To establish the last two invariants, we first establish a final auxiliary lemma.

**Lemma 5.** If there exists a path in  $G(J_i, S)$  of the form  $\langle v, \ldots, v' \rangle$ , then there exists a time t at which  $\mathcal{R}'$  transitively blocks  $\mathcal{R}$  in the schedule S.

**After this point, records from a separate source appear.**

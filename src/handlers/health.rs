use actix_web::{HttpResponse, Responder};

use pickline::models::HealthResponse;

/// Health check endpoint
pub async fn health_check() -> impl Responder {
    let response = HealthResponse {
        status: "ok".to_string(),
        version: env!("CARGO_PKG_VERSION").to_string(),
    };

    HttpResponse::Ok().json(response)
}
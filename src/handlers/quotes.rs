use actix_web::{web, HttpResponse};
use std::sync::Arc;
use tracing::info;

use crate::AppState;
use pickline::core::quotes::best_quote;
use pickline::error::AppError;
use pickline::models::{BestQuoteRequest, BestQuoteResponse};

/// Select the best head-to-head price for one side of an event
///
/// Lists omitted from the request fall back to the configured book policy.
pub async fn best_quote_handler(
    state: web::Data<Arc<AppState>>,
    req: web::Json<BestQuoteRequest>,
) -> Result<HttpResponse, AppError> {
    let req = req.into_inner();
    let preferred = req.preferred.as_ref().unwrap_or(&state.books.preferred);
    let blocked = req.blocked.as_ref().unwrap_or(&state.books.blocked);

    let offer = best_quote(&req.event, req.side, preferred, blocked);

    match &offer {
        Some(o) => info!(
            side = %req.side,
            book = %o.book,
            american = o.american,
            "Best quote selected"
        ),
        None => info!(side = %req.side, "No quotes available"),
    }

    Ok(HttpResponse::Ok().json(BestQuoteResponse { offer }))
}

#[cfg(test)]
mod tests {
    use super::*;
    use actix_web::{test, App};
    use pickline::core::kelly::StakingConfig;
    use pickline::core::quotes::BookPolicy;

    #[actix_web::test]
    async fn test_configured_block_list_applies() {
        let state = web::Data::new(Arc::new(AppState {
            staking: StakingConfig::default(),
            books: BookPolicy::new(vec![], vec!["bovada".to_string()]),
        }));
        let app = test::init_service(
            App::new()
                .app_data(state)
                .route("/quotes/best", web::post().to(best_quote_handler)),
        )
        .await;

        let body = serde_json::json!({
            "event": {
                "home_team": "Red Sox",
                "away_team": "Yankees",
                "bookmakers": [
                    {"title": "Bovada", "markets": [{"key": "h2h", "outcomes": [{"name": "Yankees", "price": 150}]}]}
                ]
            },
            "side": "away"
        });
        let req = test::TestRequest::post()
            .uri("/quotes/best")
            .set_json(body)
            .to_request();
        let resp: BestQuoteResponse = test::call_and_read_body_json(&app, req).await;

        assert!(resp.offer.is_none());
    }
}
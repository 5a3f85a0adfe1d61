//! Pickline - odds shopping and stake sizing for sports picks
//!
//! This library provides:
//! - American/decimal odds conversion, break-even probability and EV
//! - Best-price selection across bookmakers with preferred/blocked books
//! - Fractional Kelly stake sizing with a per-bet ceiling
//! - Pick sheet (CSV) loading and date-window performance summaries
//!
//! # Example
//!
//! ```no_run
//! use pickline::core::kelly::{sized_stake, StakingConfig};
//! use pickline::core::odds::ev_percent;
//!
//! let config = StakingConfig::default();
//! let ev = ev_percent(0.55, -110.0).unwrap();
//! let stake = sized_stake(0.55, -110.0, &config).unwrap();
//! println!("EV {:.2}%, stake {:.2}", ev, stake);
//! ```

pub mod config;
pub mod core;
pub mod data;
pub mod error;
pub mod models;

// Re-export commonly used types
pub use crate::core::{
    american_to_decimal, best_quote, break_even_prob, ev_percent, kelly_fraction, sized_stake,
    BetSizing, BookPolicy, Side, StakeSizer, StakingConfig,
};
pub use data::{Pick, PickLoader, PickResult};
pub use error::{DataError, OddsError};
pub use models::{EventOdds, Offer};
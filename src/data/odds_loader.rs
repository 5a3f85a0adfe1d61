//! Odds feed snapshot loading
//!
//! A snapshot is the JSON body of an odds-API response saved to disk: either
//! a single event object or an array of events.

use serde::Deserialize;
use std::fs;
use std::path::Path;

use crate::error::DataError;
use crate::models::EventOdds;

#[derive(Deserialize)]
#[serde(untagged)]
enum Snapshot {
    Many(Vec<EventOdds>),
    One(EventOdds),
}

/// Parse a snapshot from a JSON string
pub fn parse_event_odds(json: &str) -> Result<Vec<EventOdds>, DataError> {
    let events = match serde_json::from_str(json)? {
        Snapshot::Many(events) => events,
        Snapshot::One(event) => vec![event],
    };
    Ok(events)
}

/// Load events from a snapshot file
pub fn load_event_odds<P: AsRef<Path>>(path: P) -> Result<Vec<EventOdds>, DataError> {
    let content = fs::read_to_string(path.as_ref())?;
    let events = parse_event_odds(&content)?;

    tracing::debug!(path = ?path.as_ref(), count = events.len(), "Loaded odds snapshot");
    Ok(events)
}

/// Find the event where `team` plays home or away
pub fn find_event<'a>(events: &'a [EventOdds], team: &str) -> Option<&'a EventOdds> {
    let team = team.trim().to_lowercase();
    events.iter().find(|e| {
        e.home_team.trim().to_lowercase() == team || e.away_team.trim().to_lowercase() == team
    })
}

#[cfg(test)]
mod tests {
    use super::*;

    const SINGLE: &str = r#"{
        "home_team": "Red Sox",
        "away_team": "Yankees",
        "bookmakers": []
    }"#;

    #[test]
    fn test_parse_single_event() {
        let events = parse_event_odds(SINGLE).unwrap();
        assert_eq!(events.len(), 1);
        assert_eq!(events[0].away_team, "Yankees");
    }

    #[test]
    fn test_parse_event_array() {
        let json = r#"[
            {"home_team": "Red Sox", "away_team": "Yankees"},
            {"home_team": "Celtics", "away_team": "Knicks"}
        ]"#;
        let events = parse_event_odds(json).unwrap();
        assert_eq!(events.len(), 2);
    }

    #[test]
    fn test_parse_invalid_json() {
        assert!(matches!(
            parse_event_odds("{not json"),
            Err(DataError::Json(_))
        ));
    }

    #[test]
    fn test_find_event() {
        let json = r#"[
            {"home_team": "Red Sox", "away_team": "Yankees"},
            {"home_team": "Celtics", "away_team": "Knicks"}
        ]"#;
        let events = parse_event_odds(json).unwrap();

        assert_eq!(find_event(&events, " knicks").unwrap().home_team, "Celtics");
        assert!(find_event(&events, "Lakers").is_none());
    }

    #[test]
    fn test_load_missing_file() {
        assert!(matches!(
            load_event_odds("/nonexistent/odds.json"),
            Err(DataError::Io(_))
        ));
    }
}
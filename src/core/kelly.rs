//! Kelly Criterion Stake Sizing
//!
//! Fractional Kelly sizing from a model probability and an American price.
//!
//! The Kelly criterion formula:
//!     f* = (b*p - q) / b
//!
//! Where:
//!     f* = fraction of bankroll to bet
//!     b = decimal - 1 (net odds)
//!     p = probability of winning
//!     q = 1 - p (probability of losing)
//!
//! The scaled fraction `f* * kelly_scale` is clamped to `[0, max_stake_pct]`
//! and the stake is rounded to cents, half away from zero.

use serde::{Deserialize, Serialize};

use super::odds::{american_to_decimal, ev_percent, validate_probability};
use crate::error::OddsError;

/// Bankroll and risk limits used for stake sizing
#[derive(Debug, Clone, Copy, PartialEq, Serialize, Deserialize)]
#[serde(default)]
pub struct StakingConfig {
    /// Bankroll in currency units
    pub bankroll: f64,
    /// Multiplier applied to full Kelly (0.5 = half Kelly)
    pub kelly_scale: f64,
    /// Hard ceiling per bet as a fraction of bankroll
    pub max_stake_pct: f64,
}

impl Default for StakingConfig {
    fn default() -> Self {
        Self {
            bankroll: 1000.0,
            kelly_scale: 0.5,
            max_stake_pct: 0.02,
        }
    }
}

impl StakingConfig {
    /// Apply named overrides; absent values keep the current setting
    pub fn with_overrides(
        &self,
        bankroll: Option<f64>,
        kelly_scale: Option<f64>,
        max_stake_pct: Option<f64>,
    ) -> Self {
        Self {
            bankroll: bankroll.unwrap_or(self.bankroll),
            kelly_scale: kelly_scale.unwrap_or(self.kelly_scale),
            max_stake_pct: max_stake_pct.unwrap_or(self.max_stake_pct),
        }
    }

    /// Reject a negative or non-finite bankroll or scale, and a ceiling outside [0, 1]
    pub fn validate(&self) -> Result<(), OddsError> {
        let invalid = |field, value| Err(OddsError::InvalidStakingConfig { field, value });

        if !self.bankroll.is_finite() || self.bankroll < 0.0 {
            return invalid("bankroll", self.bankroll);
        }
        if !self.kelly_scale.is_finite() || self.kelly_scale < 0.0 {
            return invalid("kelly_scale", self.kelly_scale);
        }
        if !(0.0..=1.0).contains(&self.max_stake_pct) {
            return invalid("max_stake_pct", self.max_stake_pct);
        }
        Ok(())
    }

    /// Largest stake any single bet may receive
    pub fn stake_ceiling(&self) -> f64 {
        self.bankroll * self.max_stake_pct
    }
}

/// Bet sizing recommendation
#[derive(Debug, Clone, Serialize, Deserialize)]
pub struct BetSizing {
    pub probability: f64,
    pub american_odds: f64,
    pub decimal_odds: f64,
    pub break_even_prob: f64,
    pub ev_percent: f64,
    pub kelly_fraction: f64,       // Full Kelly, floored at 0
    pub recommended_fraction: f64, // After scale and ceiling
    pub stake: f64,
}

/// Calculate the full Kelly fraction for a single bet
///
/// # Arguments
/// * `probability` - Estimated probability of winning (0-1)
/// * `decimal_odds` - Decimal odds (e.g., 2.5 = +150)
///
/// # Returns
/// Kelly fraction in [0, 1]; 0 when there is no edge or `decimal_odds <= 1`
///
/// # Examples
/// ```
/// use pickline::core::kelly::kelly_fraction;
/// // b = 1.5, (1.5*0.5 - 0.5) / 1.5 = 0.1667
/// let kelly = kelly_fraction(0.5, 2.5).unwrap();
/// assert!((kelly - 0.16667).abs() < 0.0001);
/// ```
pub fn kelly_fraction(probability: f64, decimal_odds: f64) -> Result<f64, OddsError> {
    let p = validate_probability(probability)?;
    let b = decimal_odds - 1.0;

    if b.is_nan() || b <= 0.0 {
        return Ok(0.0);
    }

    Ok(((b * p - (1.0 - p)) / b).max(0.0))
}

/// Calculate the recommended stake for a single bet
///
/// Invalid American odds propagate `OddsError::InvalidOdds`; a config that
/// fails [`StakingConfig::validate`] propagates `OddsError::InvalidStakingConfig`.
///
/// # Examples
/// ```
/// use pickline::core::kelly::{sized_stake, StakingConfig};
/// let config = StakingConfig::default();
/// // Strong edge is capped at 2% of a 1000 bankroll
/// assert_eq!(sized_stake(0.9, 150.0, &config).unwrap(), 20.0);
/// // No edge, no stake
/// assert_eq!(sized_stake(0.3, -110.0, &config).unwrap(), 0.0);
/// ```
pub fn sized_stake(
    probability: f64,
    american: f64,
    config: &StakingConfig,
) -> Result<f64, OddsError> {
    config.validate()?;
    let decimal = american_to_decimal(american)?;
    let fraction = recommended_fraction(kelly_fraction(probability, decimal)?, config);

    Ok(stake_from_fraction(fraction, config))
}

fn recommended_fraction(full_kelly: f64, config: &StakingConfig) -> f64 {
    (full_kelly * config.kelly_scale)
        .max(0.0)
        .min(config.max_stake_pct)
}

fn stake_from_fraction(fraction: f64, config: &StakingConfig) -> f64 {
    let ceiling = config.stake_ceiling();
    let stake = round_cents(config.bankroll * fraction);

    // Rounding up may cross the ceiling by under a cent
    if stake > ceiling {
        floor_cents(ceiling)
    } else {
        stake
    }
}

/// Round to 2 decimal places, half away from zero
pub fn round_cents(amount: f64) -> f64 {
    (amount * 100.0).round() / 100.0
}

fn floor_cents(amount: f64) -> f64 {
    (amount * 100.0).floor() / 100.0
}

/// Kelly stake sizer for single and simultaneous bets
///
/// Supports:
/// - Fractional Kelly with a per-bet ceiling
/// - Total exposure limit across simultaneous bets
#[derive(Debug, Clone)]
pub struct StakeSizer {
    pub config: StakingConfig,
    pub max_total_exposure: f64,
}

impl StakeSizer {
    /// Create a new sizer
    ///
    /// # Arguments
    /// * `config` - Bankroll, Kelly scale and per-bet ceiling
    /// * `max_total_exposure` - Maximum combined stake as a fraction of bankroll
    pub fn new(config: StakingConfig, max_total_exposure: f64) -> Self {
        Self {
            config,
            max_total_exposure,
        }
    }

    /// Create with default limits (half Kelly, 2% per bet, 10% total)
    pub fn with_bankroll(bankroll: f64) -> Self {
        Self {
            config: StakingConfig {
                bankroll,
                ..StakingConfig::default()
            },
            max_total_exposure: 0.10,
        }
    }

    /// Calculate bet sizing for a single bet
    pub fn size(&self, probability: f64, american: f64) -> Result<BetSizing, OddsError> {
        self.config.validate()?;
        let decimal = american_to_decimal(american)?;
        let ev = ev_percent(probability, american)?;
        let kelly = kelly_fraction(probability, decimal)?;
        let recommended = recommended_fraction(kelly, &self.config);

        Ok(BetSizing {
            probability,
            american_odds: american,
            decimal_odds: decimal,
            break_even_prob: 1.0 / decimal,
            ev_percent: ev,
            kelly_fraction: kelly,
            recommended_fraction: recommended,
            stake: stake_from_fraction(recommended, &self.config),
        })
    }

    /// Calculate bet sizing for multiple simultaneous bets
    ///
    /// Stakes are scaled down proportionally when their sum would exceed
    /// the total exposure limit.
    pub fn size_many(&self, bets: &[(f64, f64)]) -> Result<Vec<BetSizing>, OddsError> {
        let mut sizings = bets
            .iter()
            .map(|(p, american)| self.size(*p, *american))
            .collect::<Result<Vec<_>, _>>()?;

        let total_stake: f64 = sizings.iter().map(|s| s.stake).sum();
        let max_exposure = self.config.bankroll * self.max_total_exposure;

        if total_stake > max_exposure && total_stake > 0.0 {
            let scale_factor = max_exposure / total_stake;
            tracing::debug!(
                total_stake,
                max_exposure,
                scale_factor,
                "Scaling simultaneous stakes to exposure limit"
            );

            for sizing in &mut sizings {
                sizing.stake = floor_cents(sizing.stake * scale_factor);
                sizing.recommended_fraction *= scale_factor;
            }
        }

        Ok(sizings)
    }
}

impl Default for StakeSizer {
    fn default() -> Self {
        Self::new(StakingConfig::default(), 0.10)
    }
}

**Proof:** Since v' is included in  $G(J_i, S)$ , by Steps S4, S5, and S6, there exists a time t at which  $\mathcal{R}'$  is transitively blocking some request  $\mathcal{R}'' \in \mathbb{R}^L$ . By structural induction on Def. 2 and Steps S4, S5 and S6, there must also exist a path in  $G(J_i, S)$ that connects v'' to v' in which every vertex corresponds to a request that is transitively blocked by  $\mathcal{R}'$  at time t. By Steps S7 and S8, v'' is also reachable from the source vertex  $v_S$ . By Invariant 9, there is at most one path  $\mathcal{P}$  that connects  $v_S$  to v', and hence  $\langle v, \ldots, v' \rangle$  must be a segment of  $\mathcal{P}$ . As a consequence,  $\mathcal{R}'$  transitively blocks  $\mathcal{R}$  at time t and the lemma follows.

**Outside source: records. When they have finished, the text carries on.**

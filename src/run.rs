//! Application execution logic.
//!
//! This module wires the validated configuration into a polling
//! service, fans notifications out to the logging subscriber, and
//! drives the loop until a shutdown signal arrives.

use std::sync::Arc;

use http::HeaderValue;
use http::header::ACCEPT;
use thiserror::Error;
use tokio::signal;

use notipoll::config::{PollMode, ValidatedConfig};
use notipoll::notification::{Notification, NotificationBatch};
use notipoll::poll::{
    BatchPollService, PollError, PollPayload, PollService, SinglePollService, Subscriber,
    SubscriberError,
};
use notipoll::source::{HttpError, NotificationSource, RemoteSource, ReqwestClient};

#[cfg(test)]
#[path = "run_tests.rs"]
mod tests;

/// Error type for runtime execution failures.
#[derive(Debug, Error)]
pub enum RunError {
    /// Failed to build the HTTP client.
    #[error("Failed to build HTTP client: {0}")]
    HttpClient(#[source] HttpError),

    /// Invalid polling configuration (interval or limit).
    #[error("Invalid polling configuration: {0}")]
    Setup(#[source] PollError),

    /// The polling loop terminated with a fault.
    #[error("Polling failed: {0}")]
    Polling(#[source] PollError),

    /// The polling task panicked.
    #[error("Polling task panicked")]
    TaskPanicked,
}

/// Subscriber that logs every delivered notification.
pub struct LogSubscriber;

impl LogSubscriber {
    fn log_record(notification: &Notification) {
        tracing::info!(
            id = %notification.id,
            operation = %notification.operation,
            resource = %notification.resource.kind,
            resource_id = %notification.resource.id,
            published = %notification.published,
            "Notification received"
        );
    }
}

impl Subscriber<Notification> for LogSubscriber {
    fn receive(&self, payload: &Notification) -> Result<(), SubscriberError> {
        Self::log_record(payload);
        Ok(())
    }
}

impl Subscriber<NotificationBatch> for LogSubscriber {
    fn receive(&self, payload: &NotificationBatch) -> Result<(), SubscriberError> {
        if payload.is_empty() {
            tracing::debug!("Empty batch received");
            return Ok(());
        }

        tracing::info!("Batch of {} notification(s) received", payload.len());
        for notification in payload {
            Self::log_record(notification);
        }

        Ok(())
    }
}

/// Builds the remote source from validated configuration.
fn build_source(config: &ValidatedConfig) -> Result<RemoteSource<ReqwestClient>, RunError> {
    let client = ReqwestClient::with_timeout(config.timeout).map_err(RunError::HttpClient)?;

    // Config headers replace the source defaults; keep Accept unless
    // the user overrode it.
    let mut headers = config.headers.clone();
    headers
        .entry(ACCEPT)
        .or_insert(HeaderValue::from_static("application/json"));

    Ok(RemoteSource::new(client, config.url.clone()).with_headers(headers))
}

/// Executes the main application loop.
///
/// This function:
/// 1. Builds the HTTP client and remote notification source
/// 2. Constructs the polling service for the configured payload shape
/// 3. Registers the logging subscriber
/// 4. Polls until a shutdown signal (Ctrl+C / SIGTERM) arrives
///
/// # Errors
///
/// Returns an error if:
/// - The HTTP client cannot be built
/// - The polling configuration is rejected (interval or limit)
/// - The polling loop terminates with a fault
///
/// # Coverage Note
///
/// This function is excluded from coverage because it requires a real
/// async runtime with signal handling.
#[cfg(not(tarpaulin_include))]
pub async fn execute(config: ValidatedConfig) -> Result<(), RunError> {
    let source = build_source(&config)?;

    match config.mode {
        PollMode::Single => {
            let service = SinglePollService::new(source, config.interval, config.limit)
                .map_err(RunError::Setup)?;
            service.add_subscriber(Arc::new(LogSubscriber));
            tracing::info!(
                "Polling one notification every {}s",
                config.interval.as_secs()
            );
            run_service(Arc::new(service)).await
        }
        PollMode::Batch => {
            let service = BatchPollService::new(source, config.interval, config.limit)
                .map_err(RunError::Setup)?;
            service.add_subscriber(Arc::new(LogSubscriber));
            tracing::info!(
                "Polling notification batches every {}s",
                config.interval.as_secs()
            );
            run_service(Arc::new(service)).await
        }
    }
}

/// Drives one polling service until shutdown or fault.
///
/// Cancellation is cooperative: after the shutdown signal the loop is
/// cancelled and awaited, so an in-flight iteration finishes cleanly
/// before the function returns.
///
/// Excluded from coverage - requires OS signal handling.
#[cfg(not(tarpaulin_include))]
async fn run_service<S, P>(service: Arc<PollService<S, P>>) -> Result<(), RunError>
where
    S: NotificationSource + 'static,
    P: PollPayload,
{
    let poller = Arc::clone(&service);
    let mut handle = tokio::spawn(async move { poller.start_polling().await });

    let shutdown = shutdown_signal();
    tokio::pin!(shutdown);

    tokio::select! {
        biased;

        () = &mut shutdown => {
            tracing::info!("Shutdown signal received, stopping...");
            service.subscription().cancel();
            join_polling(handle).await
        }

        joined = &mut handle => {
            match joined {
                Ok(result) => result.map_err(RunError::Polling),
                Err(_) => Err(RunError::TaskPanicked),
            }
        }
    }
}

/// Awaits the polling task after cancellation.
///
/// Excluded from coverage - requires OS signal handling.
#[cfg(not(tarpaulin_include))]
async fn join_polling(
    handle: tokio::task::JoinHandle<Result<(), PollError>>,
) -> Result<(), RunError> {
    match handle.await {
        Ok(result) => result.map_err(RunError::Polling),
        Err(_) => Err(RunError::TaskPanicked),
    }
}

/// Returns a future that completes when a shutdown signal is received.
///
/// Excluded from coverage - requires OS signal handling.
#[cfg(not(tarpaulin_include))]
async fn shutdown_signal() {
    let ctrl_c = async {
        signal::ctrl_c()
            .await
            .expect("Failed to install Ctrl+C handler");
    };

    #[cfg(unix)]
    let terminate = async {
        signal::unix::signal(signal::unix::SignalKind::terminate())
            .expect("Failed to install SIGTERM handler")
            .recv()
            .await;
    };

    #[cfg(not(unix))]
    let terminate = std::future::pending::<()>();

    tokio::select! {
        () = ctrl_c => {}
        () = terminate => {}
    }
}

**Proof of Invariant 12.** Suppose not. Then the segment  $\langle v, \ldots, v' \rangle$  includes at least one mutex edge. Let v'' be the vertex that has the first outgoing mutex edge in the segment. By the definition of a mutex edge, and since  $v \in V(k)$  and  $v' \in V(k)$ , there must exist another mutex edge in the segment  $\langle v, \ldots, v' \rangle$ : let v''' the vertex that is incident to the last mutex edge in such a segment.

Hence, the path has the form  $\langle v, \ldots, v'', \ldots, v'', \ldots, v' \rangle$ . Note that the segment  $\langle v, \ldots, v'' \rangle$  must be either composed of only nesting edges or v = v'', which implies  $v'' \in V(k)$ . Analogously,  $v''' \in V(k)$ .

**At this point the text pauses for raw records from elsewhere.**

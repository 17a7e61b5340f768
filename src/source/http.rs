//! HTTP request/response types and client trait.

use super::HttpError;

/// A retrieval request to be sent to the remote queue endpoint.
///
/// Notification retrieval is read-only, so this is a GET-shaped value
/// type: a URL plus headers, no body. It uses standard `http` crate
/// types for headers, ensuring compatibility with the broader
/// ecosystem.
#[derive(Debug, Clone)]
pub struct HttpRequest {
    /// Target URL, including any query parameters.
    pub url: url::Url,
    /// HTTP headers to send (authorization, accept, ...).
    pub headers: http::HeaderMap,
}

impl HttpRequest {
    /// Creates a GET request to the given URL with no headers.
    #[must_use]
    pub fn get(url: url::Url) -> Self {
        Self {
            url,
            headers: http::HeaderMap::new(),
        }
    }

    /// Adds a header to the request.
    ///
    /// If the header name already exists, the value is appended
    /// (HTTP headers can have multiple values).
    #[must_use]
    pub fn with_header(mut self, name: http::HeaderName, value: http::HeaderValue) -> Self {
        self.headers.append(name, value);
        self
    }

    /// Replaces the request headers wholesale.
    #[must_use]
    pub fn with_headers(mut self, headers: http::HeaderMap) -> Self {
        self.headers = headers;
        self
    }
}

/// An HTTP response received from the remote endpoint.
///
/// The body is fully buffered into memory; notification pages are
/// small by contract (at most 1000 records).
#[derive(Debug, Clone)]
pub struct HttpResponse {
    /// HTTP status code.
    pub status: http::StatusCode,
    /// Response body (fully buffered).
    pub body: Vec<u8>,
}

impl HttpResponse {
    /// Creates a new HTTP response.
    #[must_use]
    pub const fn new(status: http::StatusCode, body: Vec<u8>) -> Self {
        Self { status, body }
    }

    /// Returns true if the status code indicates success (2xx).
    #[must_use]
    pub fn is_success(&self) -> bool {
        self.status.is_success()
    }

    /// Returns the body as a UTF-8 string, if valid.
    #[must_use]
    pub fn body_text(&self) -> Option<&str> {
        std::str::from_utf8(&self.body).ok()
    }
}

/// Trait for executing retrieval requests.
///
/// # Design
///
/// This trait abstracts the HTTP client implementation, enabling:
/// - Dependency injection for testing with mock clients
/// - Swapping HTTP libraries without changing calling code
/// - Adding cross-cutting concerns (logging, metrics) via decorators
pub trait HttpClient: Send + Sync {
    /// Executes a GET request and returns the buffered response.
    ///
    /// # Errors
    ///
    /// Returns [`HttpError`] when:
    /// - Network connection fails ([`HttpError::Connection`])
    /// - Request times out ([`HttpError::Timeout`])
    /// - URL is rejected by the transport ([`HttpError::InvalidUrl`])
    fn get(
        &self,
        request: HttpRequest,
    ) -> impl std::future::Future<Output = Result<HttpResponse, HttpError>> + Send;
}
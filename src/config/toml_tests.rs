//! Tests for TOML configuration parsing.

use super::toml::{TomlConfig, default_config_template};

mod parsing {
    use super::*;

    #[test]
    fn parse_empty_config() {
        let config = TomlConfig::parse("").unwrap();

        assert!(config.endpoint.url.is_none());
        assert!(config.poll.interval.is_none());
    }

    #[test]
    fn parse_full_endpoint_section() {
        let toml = r#"
            [endpoint]
            url = "https://queue.example.com/api/v1"
            bearer = "secret-token"
            timeout = 20

            [endpoint.headers]
            X-Custom-Header = "custom-value"
            Accept = "application/json"
        "#;

        let config = TomlConfig::parse(toml).unwrap();
        let endpoint = &config.endpoint;

        assert_eq!(
            endpoint.url.as_deref(),
            Some("https://queue.example.com/api/v1")
        );
        assert_eq!(endpoint.bearer.as_deref(), Some("secret-token"));
        assert_eq!(endpoint.timeout, Some(20));
        assert_eq!(endpoint.headers.len(), 2);
        assert_eq!(
            endpoint.headers.get("X-Custom-Header").map(String::as_str),
            Some("custom-value")
        );
    }

    #[test]
    fn parse_poll_section() {
        let toml = r#"
            [poll]
            interval = 120
            limit = 500
            mode = "single"
        "#;

        let config = TomlConfig::parse(toml).unwrap();

        assert_eq!(config.poll.interval, Some(120));
        assert_eq!(config.poll.limit, Some(500));
        assert_eq!(config.poll.mode.as_deref(), Some("single"));
    }

    #[test]
    fn unknown_top_level_key_is_rejected() {
        let result = TomlConfig::parse("[webhook]\nurl = \"https://example.com\"");

        assert!(result.is_err());
    }

    #[test]
    fn unknown_section_key_is_rejected() {
        let result = TomlConfig::parse("[poll]\ncadence = 5");

        assert!(result.is_err());
    }

    #[test]
    fn invalid_toml_is_rejected() {
        assert!(TomlConfig::parse("[endpoint\nurl = ").is_err());
    }
}

mod template {
    use super::*;

    #[test]
    fn default_template_parses() {
        let config = TomlConfig::parse(&default_config_template()).unwrap();

        // Only the uncommented example value is set.
        assert_eq!(config.poll.interval, Some(30));
        assert!(config.endpoint.url.is_none());
        assert!(config.poll.limit.is_none());
        assert!(config.poll.mode.is_none());
    }

    #[test]
    fn default_template_documents_every_section() {
        let template = default_config_template();

        assert!(template.contains("[endpoint]"));
        assert!(template.contains("[poll]"));
        assert!(template.contains("# url ="));
        assert!(template.contains("# bearer ="));
        assert!(template.contains("# limit ="));
        assert!(template.contains("# mode ="));
    }
}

By Lemma 5, there exists a time t at which  $\mathcal{R}'''$  transitively blocks  $\mathcal{R}''$ . Additionally, since  $v'' \in V(k)$ , Def. 1 implies that, at time t, there is a job executing on  $P_k$  that is busy-waiting because of  $\mathcal{R}''$ . However, at the same time, since  $v''' \in V(k)$ , too, there is also a job executing on  $P_k$  that is executing the critical section corresponding to  $\mathcal{R}'''$ . Contradiction.

**Proof of Invariant 13.** By contradiction. First note that conflicting requests are served in FIFO order and jobs are non-preemptable when they busy-wait and while executing global CSs. According to Def. 1, this implies that a request can be directly blocked by at most one request per remote processor.

According to Def. 4,  $\mathcal{P}$  includes exactly l mutex edges. Let  $V^*$  be the set of the l vertices in  $\mathcal{P}$  that have an outgoing mutex edge. By Invariant 12, the vertices in  $V^*$  correspond to requests issued by tasks assigned to l different processors.

Now suppose that v has more than m - l - 1 outgoing mutex edges. Then, as there are only m processors, there must exist, for some processor  $1 \le k \le m$  such that  $V(k) \cap V^* \ne \emptyset$ , a path in  $G(J_i, S)$  of the form  $\langle v_S \ldots, v', \ldots, v, v'' \rangle$  with  $v' \in$  $V(k) \cap V^*, v \notin V(k)$ , and  $v'' \in V(k)$ . However, since (v, v'')is a mutex edge, this is impossible by Invariant 12.